近期成为争议焦点的检察机关补充侦查权,涉及在警方作出不移送决定的案件中,受害人提出异议时,检察官能否直接进行侦查,以及在警方已移送的案件中,检察官认为仅凭警方侦查难以起诉时,能否直接补充侦查。归根结底,问题在于:在“能够引出有罪判决的侦查”的主体中,应在多大程度上承认检察官的地位。
也有观点认为,为了抑制检察权力的膨胀,加强国家机关之间的制衡,并降低侵害人权的风险,应当缩减补充侦查权。围绕侦查权与起诉权的分离、强化警方的一次性侦查权,以及所谓“完全剥夺检察机关侦查权”“恢复检察机关原有侦查权”的讨论,正是在这一脉络下出现的。
然而,反对方则更加重视这样一点:起诉本身就是使法院得以作出有罪判决的侦查起点。尤其从在不移送案件中,受害人能够获得实质性保护的途径来看,将检察官完全排除在侦查主体之外,缺乏现实可行性。有舆论指出,如果侦查的本质既在于查明犯罪事实,同时也在于明确证明不存在犯罪,那么在制度上就应当允许检察机关在一定程度上参与侦查。

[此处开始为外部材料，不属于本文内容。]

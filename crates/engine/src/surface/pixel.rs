use crate::images::Bitmap;

use super::glyphs::{self, ADVANCE_COLUMNS, GLYPH_COLUMNS, GLYPH_ROWS};
use super::{font_pixels, Color, Surface, TextAlign};

const CLEAR_PIXEL: [u8; 4] = [0, 0, 0, 0];
const DEFAULT_FONT_PIXELS: f64 = 10.0;
const SINGULAR_EPSILON: f64 = 1e-12;

/// Canvas-style affine transform: `x' = a*x + c*y + e`, `y' = b*x + d*y + f`.
#[derive(Debug, Clone, Copy, PartialEq)]
struct Affine {
    a: f64,
    b: f64,
    c: f64,
    d: f64,
    e: f64,
    f: f64,
}

impl Affine {
    const IDENTITY: Affine = Affine {
        a: 1.0,
        b: 0.0,
        c: 0.0,
        d: 1.0,
        e: 0.0,
        f: 0.0,
    };

    fn apply(&self, x: f64, y: f64) -> (f64, f64) {
        (
            self.a * x + self.c * y + self.e,
            self.b * x + self.d * y + self.f,
        )
    }

    fn translate(&mut self, tx: f64, ty: f64) {
        self.e += self.a * tx + self.c * ty;
        self.f += self.b * tx + self.d * ty;
    }

    fn rotate(&mut self, radians: f64) {
        let (sin, cos) = radians.sin_cos();
        let Affine { a, b, c, d, .. } = *self;
        self.a = a * cos + c * sin;
        self.b = b * cos + d * sin;
        self.c = c * cos - a * sin;
        self.d = d * cos - b * sin;
    }

    fn inverse(&self) -> Option<Affine> {
        let det = self.a * self.d - self.b * self.c;
        if det.abs() < SINGULAR_EPSILON {
            return None;
        }
        Some(Affine {
            a: self.d / det,
            b: -self.b / det,
            c: -self.c / det,
            d: self.a / det,
            e: (self.c * self.f - self.d * self.e) / det,
            f: (self.b * self.e - self.a * self.f) / det,
        })
    }
}

#[derive(Debug, Clone, Copy, PartialEq, Eq)]
enum PaintMode {
    Blend,
    Replace,
}

/// Software RGBA8 rasterizer implementing [`Surface`].
///
/// Shapes are sampled at pixel centres through the inverse of the current transform, so rotated
/// draws need no special casing. Images are sampled nearest-neighbour. Text uses the built-in
/// glyph font scaled to the font's pixel size.
#[derive(Debug, Clone)]
pub struct PixelSurface {
    width: u32,
    height: u32,
    frame: Vec<u8>,
    transform: Affine,
    fill: Color,
    font_pixels: f64,
    text_align: TextAlign,
}

impl PixelSurface {
    pub fn new(width: u32, height: u32) -> Self {
        Self {
            width,
            height,
            frame: vec![0; width as usize * height as usize * 4],
            transform: Affine::IDENTITY,
            fill: Color::default(),
            font_pixels: DEFAULT_FONT_PIXELS,
            text_align: TextAlign::default(),
        }
    }

    /// Resizes the frame; existing pixels are discarded.
    pub fn resize(&mut self, width: u32, height: u32) {
        self.width = width;
        self.height = height;
        self.frame = vec![0; width as usize * height as usize * 4];
    }

    pub fn frame(&self) -> &[u8] {
        &self.frame
    }

    pub fn pixel(&self, x: u32, y: u32) -> Option<[u8; 4]> {
        if x >= self.width || y >= self.height {
            return None;
        }
        let offset = (y as usize * self.width as usize + x as usize) * 4;
        let mut rgba = [0u8; 4];
        rgba.copy_from_slice(self.frame.get(offset..offset + 4)?);
        Some(rgba)
    }

    /// Copies as much of the frame as fits into `target`, e.g. a `pixels` frame buffer.
    pub fn copy_to(&self, target: &mut [u8]) {
        let len = target.len().min(self.frame.len());
        target[..len].copy_from_slice(&self.frame[..len]);
    }

    fn paint_local<F>(
        &mut self,
        left: f64,
        top: f64,
        right: f64,
        bottom: f64,
        mode: PaintMode,
        shade: F,
    ) where
        F: Fn(f64, f64) -> Option<[u8; 4]>,
    {
        if self.width == 0 || self.height == 0 {
            return;
        }
        let Some(inverse) = self.transform.inverse() else {
            return;
        };

        let corners = [
            self.transform.apply(left, top),
            self.transform.apply(right, top),
            self.transform.apply(left, bottom),
            self.transform.apply(right, bottom),
        ];
        let min_x = corners.iter().map(|p| p.0).fold(f64::INFINITY, f64::min);
        let max_x = corners.iter().map(|p| p.0).fold(f64::NEG_INFINITY, f64::max);
        let min_y = corners.iter().map(|p| p.1).fold(f64::INFINITY, f64::min);
        let max_y = corners.iter().map(|p| p.1).fold(f64::NEG_INFINITY, f64::max);
        if !(min_x.is_finite() && max_x.is_finite() && min_y.is_finite() && max_y.is_finite()) {
            return;
        }

        let start_x = min_x.floor().clamp(0.0, self.width as f64) as u32;
        let end_x = max_x.ceil().clamp(0.0, self.width as f64) as u32;
        let start_y = min_y.floor().clamp(0.0, self.height as f64) as u32;
        let end_y = max_y.ceil().clamp(0.0, self.height as f64) as u32;

        let row_stride = self.width as usize * 4;
        for py in start_y..end_y {
            for px in start_x..end_x {
                let (lx, ly) = inverse.apply(px as f64 + 0.5, py as f64 + 0.5);
                let Some(color) = shade(lx, ly) else {
                    continue;
                };
                let offset = py as usize * row_stride + px as usize * 4;
                let Some(target) = self.frame.get_mut(offset..offset + 4) else {
                    continue;
                };
                match mode {
                    PaintMode::Replace => target.copy_from_slice(&color),
                    PaintMode::Blend => blend_over(target, color),
                }
            }
        }
    }
}

fn blend_over(dst: &mut [u8], src: [u8; 4]) {
    let src_alpha = src[3] as u32;
    if src_alpha == 255 {
        dst.copy_from_slice(&src);
        return;
    }
    if src_alpha == 0 {
        return;
    }
    let inv_alpha = 255 - src_alpha;
    for channel in 0..3 {
        dst[channel] =
            ((src[channel] as u32 * src_alpha + dst[channel] as u32 * inv_alpha + 127) / 255) as u8;
    }
    dst[3] = (src_alpha + (dst[3] as u32 * inv_alpha + 127) / 255) as u8;
}

fn normalized_span(origin: f64, extent: f64) -> (f64, f64) {
    if extent < 0.0 {
        (origin + extent, origin)
    } else {
        (origin, origin + extent)
    }
}

impl Surface for PixelSurface {
    fn width(&self) -> u32 {
        self.width
    }

    fn height(&self) -> u32 {
        self.height
    }

    fn clear_rect(&mut self, x: f64, y: f64, width: f64, height: f64) {
        let (left, right) = normalized_span(x, width);
        let (top, bottom) = normalized_span(y, height);
        self.paint_local(left, top, right, bottom, PaintMode::Replace, |lx, ly| {
            (lx >= left && lx < right && ly >= top && ly < bottom).then_some(CLEAR_PIXEL)
        });
    }

    fn set_fill_color(&mut self, color: Color) {
        self.fill = color;
    }

    fn fill_rect(&mut self, x: f64, y: f64, width: f64, height: f64) {
        let (left, right) = normalized_span(x, width);
        let (top, bottom) = normalized_span(y, height);
        let color = self.fill.to_array();
        self.paint_local(left, top, right, bottom, PaintMode::Blend, |lx, ly| {
            (lx >= left && lx < right && ly >= top && ly < bottom).then_some(color)
        });
    }

    fn fill_circle(&mut self, cx: f64, cy: f64, radius: f64) {
        if radius <= 0.0 {
            return;
        }
        let color = self.fill.to_array();
        let radius_sq = radius * radius;
        self.paint_local(
            cx - radius,
            cy - radius,
            cx + radius,
            cy + radius,
            PaintMode::Blend,
            |lx, ly| {
                let (dx, dy) = (lx - cx, ly - cy);
                (dx * dx + dy * dy <= radius_sq).then_some(color)
            },
        );
    }

    fn draw_image(&mut self, bitmap: &Bitmap, x: f64, y: f64, width: f64, height: f64) {
        if bitmap.width() == 0 || bitmap.height() == 0 || width == 0.0 || height == 0.0 {
            return;
        }
        let (left, right) = normalized_span(x, width);
        let (top, bottom) = normalized_span(y, height);
        let scale_x = bitmap.width() as f64 / width;
        let scale_y = bitmap.height() as f64 / height;
        self.paint_local(left, top, right, bottom, PaintMode::Blend, |lx, ly| {
            let u = ((lx - x) * scale_x).floor();
            let v = ((ly - y) * scale_y).floor();
            if u < 0.0 || v < 0.0 {
                return None;
            }
            bitmap.pixel(u as u32, v as u32)
        });
    }

    fn set_font(&mut self, font: &str) {
        if let Some(pixels) = font_pixels(font) {
            self.font_pixels = pixels;
        }
    }

    fn set_text_align(&mut self, align: TextAlign) {
        self.text_align = align;
    }

    fn fill_text(&mut self, text: &str, x: f64, y: f64, max_width: Option<f64>) {
        let cell = glyphs::cell_size(self.font_pixels);
        if cell <= 0.0 {
            return;
        }
        let natural_width = glyphs::line_advance(text, self.font_pixels);
        let squeeze = match max_width {
            Some(limit) if natural_width > 0.0 && natural_width > limit => {
                limit.max(0.0) / natural_width
            }
            _ => 1.0,
        };
        let cell_width = cell * squeeze;
        let line_width = natural_width * squeeze;
        let start_x = match self.text_align {
            TextAlign::Left => x,
            TextAlign::Center => x - line_width / 2.0,
            TextAlign::Right => x - line_width,
        };
        let top = y - GLYPH_ROWS as f64 * cell;

        for (index, ch) in text.chars().enumerate() {
            let Some(rows) = glyphs::glyph_rows(ch) else {
                continue;
            };
            let glyph_x = start_x + (index as u32 * ADVANCE_COLUMNS) as f64 * cell_width;
            for (row, bits) in rows.iter().enumerate() {
                for column in 0..GLYPH_COLUMNS {
                    if bits & (1 << (GLYPH_COLUMNS - 1 - column)) == 0 {
                        continue;
                    }
                    self.fill_rect(
                        glyph_x + column as f64 * cell_width,
                        top + row as f64 * cell,
                        cell_width,
                        cell,
                    );
                }
            }
        }
    }

    fn translate(&mut self, dx: f64, dy: f64) {
        self.transform.translate(dx, dy);
    }

    fn rotate(&mut self, radians: f64) {
        self.transform.rotate(radians);
    }

    fn reset_transform(&mut self) {
        self.transform = Affine::IDENTITY;
    }
}

#[cfg(test)]
mod tests {
    use super::*;
    use crate::surface::rotate_about_center;

    const RED: [u8; 4] = [255, 0, 0, 255];
    const BLUE: [u8; 4] = [0, 0, 255, 255];

    fn painted(surface: &PixelSurface, x: u32, y: u32) -> bool {
        surface.pixel(x, y).map(|rgba| rgba[3] > 0).unwrap_or(false)
    }

    #[test]
    fn fill_rect_covers_only_its_pixels() {
        let mut surface = PixelSurface::new(4, 4);
        surface.set_fill_color(Color::rgb(255, 0, 0));
        surface.fill_rect(1.0, 1.0, 2.0, 2.0);

        assert_eq!(surface.pixel(1, 1), Some(RED));
        assert_eq!(surface.pixel(2, 2), Some(RED));
        assert!(!painted(&surface, 0, 0));
        assert!(!painted(&surface, 3, 3));
    }

    #[test]
    fn rotation_about_center_turns_top_row_into_right_column() {
        let mut surface = PixelSurface::new(4, 4);
        surface.set_fill_color(Color::rgb(255, 0, 0));
        rotate_about_center(&mut surface, 90.0, 0.0, 0.0, 4.0, 4.0);
        surface.fill_rect(0.0, 0.0, 4.0, 1.0);

        for y in 0..4 {
            assert!(painted(&surface, 3, y), "right column row {y}");
            assert!(!painted(&surface, 0, y), "left column row {y}");
        }
    }

    #[test]
    fn reset_transform_restores_identity() {
        let mut surface = PixelSurface::new(4, 4);
        surface.translate(2.0, 2.0);
        surface.rotate(1.0);
        surface.reset_transform();
        surface.fill_rect(0.0, 0.0, 1.0, 1.0);

        assert!(painted(&surface, 0, 0));
        assert!(!painted(&surface, 1, 1));
    }

    #[test]
    fn fill_circle_paints_disc() {
        let mut surface = PixelSurface::new(9, 9);
        surface.fill_circle(4.5, 4.5, 3.0);

        assert!(painted(&surface, 4, 4));
        assert!(painted(&surface, 2, 4));
        assert!(!painted(&surface, 0, 0));
        assert!(!painted(&surface, 8, 8));
    }

    #[test]
    fn clear_rect_replaces_instead_of_blending() {
        let mut surface = PixelSurface::new(2, 2);
        surface.fill_rect(0.0, 0.0, 2.0, 2.0);
        surface.clear_rect(0.0, 0.0, 1.0, 2.0);

        assert_eq!(surface.pixel(0, 0), Some([0, 0, 0, 0]));
        assert_eq!(surface.pixel(1, 1), Some([0, 0, 0, 255]));
    }

    #[test]
    fn translucent_fill_blends_over_existing_pixels() {
        let mut surface = PixelSurface::new(1, 1);
        surface.set_fill_color(Color::WHITE);
        surface.fill_rect(0.0, 0.0, 1.0, 1.0);
        surface.set_fill_color(Color::rgba(0, 0, 0, 128));
        surface.fill_rect(0.0, 0.0, 1.0, 1.0);

        assert_eq!(surface.pixel(0, 0), Some([127, 127, 127, 255]));
    }

    #[test]
    fn draw_image_scales_nearest_neighbour() {
        let mut rgba = RED.to_vec();
        rgba.extend_from_slice(&BLUE);
        let bitmap = Bitmap::from_rgba(2, 1, rgba).expect("bitmap");
        let mut surface = PixelSurface::new(4, 1);
        surface.draw_image(&bitmap, 0.0, 0.0, 4.0, 1.0);

        assert_eq!(surface.pixel(0, 0), Some(RED));
        assert_eq!(surface.pixel(1, 0), Some(RED));
        assert_eq!(surface.pixel(2, 0), Some(BLUE));
        assert_eq!(surface.pixel(3, 0), Some(BLUE));
    }

    #[test]
    fn fill_text_honours_alignment() {
        let mut surface = PixelSurface::new(16, 8);
        surface.set_font("7px monospace");
        surface.fill_text("1", 0.0, 5.0, None);
        assert!(painted(&surface, 1, 0));
        assert!(!painted(&surface, 0, 0));

        let mut surface = PixelSurface::new(16, 8);
        surface.set_font("7px monospace");
        surface.set_text_align(TextAlign::Right);
        surface.fill_text("1", 8.0, 5.0, None);
        assert!(painted(&surface, 5, 0));
        assert!(!painted(&surface, 1, 0));
    }

    #[test]
    fn fill_text_squeezes_to_max_width() {
        let mut surface = PixelSurface::new(16, 8);
        surface.set_font("7px monospace");
        surface.fill_text("11", 0.0, 5.0, Some(4.0));

        for x in 4..16 {
            for y in 0..8 {
                assert!(!painted(&surface, x, y), "pixel {x},{y} outside max width");
            }
        }
        assert!(painted(&surface, 2, 0));
    }

    #[test]
    fn copy_to_and_resize() {
        let mut surface = PixelSurface::new(1, 1);
        surface.fill_rect(0.0, 0.0, 1.0, 1.0);
        let mut target = [9u8; 8];
        surface.copy_to(&mut target);
        assert_eq!(target, [0, 0, 0, 255, 9, 9, 9, 9]);

        surface.resize(2, 2);
        assert_eq!(surface.frame().len(), 16);
        assert!(surface.frame().iter().all(|byte| *byte == 0));
    }

    #[test]
    fn drawing_on_empty_surface_is_safe() {
        let mut surface = PixelSurface::new(0, 0);
        surface.fill_rect(-5.0, -5.0, 50.0, 50.0);
        surface.fill_text("hello", 0.0, 0.0, None);
        assert!(surface.frame().is_empty());
    }
}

更深入审视这一问题,便会触及宪法层面的提问:国家为何必须将犯罪追查到底?即便不必刻意援引社会契约论,国家存在的目的,也是为了保护国民的生命、财产与自由。我国宪法在第10条宣示国家保障基本权利的义务,并在第27条第5款与第30条中,明文规定刑事被害人在审判程序中的陈述权以及保护犯罪被害者的义务。
宪法法院亦在1989年的决定中判示:“国家应当预防犯罪发生,并对已经发生的犯罪追查犯罪人,行使刑罚权,从而保护国民。”2009年认定《交通事故处理特例法》中公诉限制条款违宪的决定,也是再次确认国家行使刑罚权是保障国民基本权利之核心的案例。

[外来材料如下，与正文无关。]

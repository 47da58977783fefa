use tickscene::{Behavior, BorderSide, Entity, Model, SurfaceSize, Vector2};

use super::manifest::BehaviorSpec;

pub(crate) fn behavior_from_spec(spec: &BehaviorSpec) -> Box<dyn Behavior> {
    match spec {
        BehaviorSpec::Drift { impulse } => Box::new(Drift::new(*impulse)),
        BehaviorSpec::Spin { degrees_per_tick } => Box::new(Spin::new(*degrees_per_tick)),
        BehaviorSpec::TickCounter { prefix } => Box::new(TickCounter::new(prefix.clone())),
    }
}

/// Smallest and largest positions that keep the entity's drawn shape inside `bounds`.
///
/// Circles are drawn centred on their position, every other model hangs right and down from it.
pub(crate) fn travel_range(entity: &Entity, bounds: SurfaceSize) -> (Vector2, Vector2) {
    let (min, max) = match entity.model() {
        Model::Circle(shape) => {
            let radius = shape.radius();
            (
                Vector2::new(radius, radius),
                Vector2::new(bounds.width - radius, bounds.height - radius),
            )
        }
        _ => (
            Vector2::ZERO,
            Vector2::new(bounds.width - entity.width(), bounds.height - entity.height()),
        ),
    };
    (min, Vector2::new(max.x.max(min.x), max.y.max(min.y)))
}

fn keep_inside(entity: &mut Entity, bounds: SurfaceSize) {
    if !matches!(entity.model(), Model::Circle(_)) {
        entity.prevent_border(bounds);
        return;
    }
    let (min, max) = travel_range(entity, bounds);
    let position = entity.position();
    entity.set_position((position.x.clamp(min.x, max.x), position.y.clamp(min.y, max.y)));
}

/// Pushes the entity every tick and bounces the push off the surface edges.
#[derive(Debug, Clone, PartialEq)]
pub(crate) struct Drift {
    impulse: Vector2,
}

impl Drift {
    pub(crate) fn new(impulse: Vector2) -> Self {
        Self { impulse }
    }

    fn bounce(&mut self, entity: &mut Entity, side: BorderSide) {
        let mut motion = entity.motion();
        match side {
            BorderSide::Left => {
                self.impulse.x = self.impulse.x.abs();
                motion.x = motion.x.abs();
            }
            BorderSide::Right => {
                self.impulse.x = -self.impulse.x.abs();
                motion.x = -motion.x.abs();
            }
            BorderSide::Up => {
                self.impulse.y = self.impulse.y.abs();
                motion.y = motion.y.abs();
            }
            BorderSide::Down => {
                self.impulse.y = -self.impulse.y.abs();
                motion.y = -motion.y.abs();
            }
        }
        entity.set_motion(motion);
    }
}

impl Behavior for Drift {
    fn on_update(&mut self, entity: &mut Entity, _tick: u64, bounds: SurfaceSize) -> bool {
        keep_inside(entity, bounds);
        if let Some(side) = entity.near_border(bounds) {
            self.bounce(entity, side);
        }
        entity.add_motion(self.impulse);
        true
    }
}

#[derive(Debug, Clone, Copy, PartialEq)]
pub(crate) struct Spin {
    degrees_per_tick: f64,
}

impl Spin {
    pub(crate) fn new(degrees_per_tick: f64) -> Self {
        Self { degrees_per_tick }
    }
}

impl Behavior for Spin {
    fn on_update(&mut self, entity: &mut Entity, _tick: u64, _bounds: SurfaceSize) -> bool {
        let angle = (entity.angle() + self.degrees_per_tick).rem_euclid(360.0);
        entity.set_angle(angle);
        true
    }
}

/// Appends a `"{prefix}{tick}"` line under the text the entity started with.
#[derive(Debug, Clone, PartialEq)]
pub(crate) struct TickCounter {
    prefix: String,
    heading: Option<String>,
}

impl TickCounter {
    pub(crate) fn new(prefix: String) -> Self {
        Self {
            prefix,
            heading: None,
        }
    }
}

impl Behavior for TickCounter {
    fn on_update(&mut self, entity: &mut Entity, tick: u64, _bounds: SurfaceSize) -> bool {
        let Model::Text(text) = entity.model_mut() else {
            return false;
        };
        let heading = self
            .heading
            .get_or_insert_with(|| text.text().to_string());
        let line = format!("{}{}", self.prefix, tick);
        if heading.is_empty() {
            text.set_text(line);
        } else {
            text.set_text(format!("{heading}\n{line}"));
        }
        true
    }
}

经济增长的动力,同样建立在“我的权利会受到国家保护”这一信念之上。然而,一旦检察机关的补充侦查权被全面废除,这一信念可能会动摇。在韩国被害者学会于2025年9月主办的检察改革研讨会上,一名性侵被害者作证称,在警方作出不移送决定后,检察官迅速执行了禁止出境与拘留措施,从而得以保全其生命。
综合以上所有论据,围绕检察机关补充侦查权的调整,应当从保障国民基本权利的视角加以讨论,而非出于政治利益考量。为防止检察权力膨胀而进行合理调整固然必要,但全面废除补充侦查权,则有可能削弱保护国民免受犯罪威胁的重要制度性盾牌。与其在极端维持或完全废除之间二选一,不如通过精细的制度设计,同时切实兼顾被害者保护与人权保障。
检察机关的补充侦查权,正处于国家刑罚权与国民基本权利保障的交汇点上。今后的侦查结构讨论,应当更多立足于学术与宪法层面的分析,以及保护国民的实质标准,而非政治逻辑。为了让普通市民在无须担忧犯罪的环境中充分发挥能力,希望在侦查权调整的最后设计阶段,必然能够充分考量这一平衡。